» **THE PROBLEM**:
Every line below that mentions the word "used" should be copied out.

» **EXTRACTED ENTRIES**:
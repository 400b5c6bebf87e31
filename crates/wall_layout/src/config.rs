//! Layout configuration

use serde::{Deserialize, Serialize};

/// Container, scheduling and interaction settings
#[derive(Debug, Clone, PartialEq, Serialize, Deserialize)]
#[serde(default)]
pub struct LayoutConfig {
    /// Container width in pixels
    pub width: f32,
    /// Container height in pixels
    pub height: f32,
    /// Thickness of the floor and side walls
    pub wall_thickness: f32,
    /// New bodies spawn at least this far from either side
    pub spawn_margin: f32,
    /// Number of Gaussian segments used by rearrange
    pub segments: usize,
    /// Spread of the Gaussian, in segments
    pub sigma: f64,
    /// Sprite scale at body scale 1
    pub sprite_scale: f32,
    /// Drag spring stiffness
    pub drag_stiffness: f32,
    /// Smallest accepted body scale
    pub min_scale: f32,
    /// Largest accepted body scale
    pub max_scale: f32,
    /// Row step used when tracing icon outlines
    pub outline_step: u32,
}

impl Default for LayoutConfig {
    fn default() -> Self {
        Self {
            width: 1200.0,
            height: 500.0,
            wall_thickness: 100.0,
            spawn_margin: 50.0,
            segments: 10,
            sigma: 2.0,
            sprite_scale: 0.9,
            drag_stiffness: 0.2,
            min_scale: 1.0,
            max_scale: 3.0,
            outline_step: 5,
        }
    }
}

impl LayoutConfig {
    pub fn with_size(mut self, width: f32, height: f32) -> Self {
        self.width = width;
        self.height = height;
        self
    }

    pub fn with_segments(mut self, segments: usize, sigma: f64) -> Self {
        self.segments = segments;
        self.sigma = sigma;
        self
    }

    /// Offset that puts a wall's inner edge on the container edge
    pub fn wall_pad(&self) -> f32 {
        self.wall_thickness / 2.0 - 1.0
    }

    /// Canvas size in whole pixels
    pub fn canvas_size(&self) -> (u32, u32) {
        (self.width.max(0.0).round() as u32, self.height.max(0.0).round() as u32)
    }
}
--
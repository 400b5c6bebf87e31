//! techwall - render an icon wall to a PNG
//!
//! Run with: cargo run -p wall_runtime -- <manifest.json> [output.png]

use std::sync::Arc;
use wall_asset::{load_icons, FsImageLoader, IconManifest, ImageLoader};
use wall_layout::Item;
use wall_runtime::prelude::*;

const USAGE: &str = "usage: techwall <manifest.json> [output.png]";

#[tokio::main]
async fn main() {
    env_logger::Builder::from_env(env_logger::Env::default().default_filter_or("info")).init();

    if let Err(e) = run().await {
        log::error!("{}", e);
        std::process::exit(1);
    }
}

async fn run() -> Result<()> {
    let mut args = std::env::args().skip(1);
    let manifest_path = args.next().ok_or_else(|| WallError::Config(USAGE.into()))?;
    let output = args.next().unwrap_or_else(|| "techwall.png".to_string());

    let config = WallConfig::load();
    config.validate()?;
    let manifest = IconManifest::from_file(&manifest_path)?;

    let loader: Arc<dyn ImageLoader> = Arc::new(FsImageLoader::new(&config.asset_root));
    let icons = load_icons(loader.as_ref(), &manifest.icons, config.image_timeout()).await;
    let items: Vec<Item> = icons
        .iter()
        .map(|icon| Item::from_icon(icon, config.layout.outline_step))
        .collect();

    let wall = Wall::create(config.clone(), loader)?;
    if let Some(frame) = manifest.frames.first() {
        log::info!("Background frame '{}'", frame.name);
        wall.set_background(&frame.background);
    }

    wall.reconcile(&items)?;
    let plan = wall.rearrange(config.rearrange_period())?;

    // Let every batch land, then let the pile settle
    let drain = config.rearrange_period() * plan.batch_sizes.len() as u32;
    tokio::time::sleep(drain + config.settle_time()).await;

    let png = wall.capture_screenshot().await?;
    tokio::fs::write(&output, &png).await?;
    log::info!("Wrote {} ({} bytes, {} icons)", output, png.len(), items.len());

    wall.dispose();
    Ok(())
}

» **ANSWER SECTION**:
    /// Number of Gaussian segments used by rearrange
    /// Row step used when tracing icon outlines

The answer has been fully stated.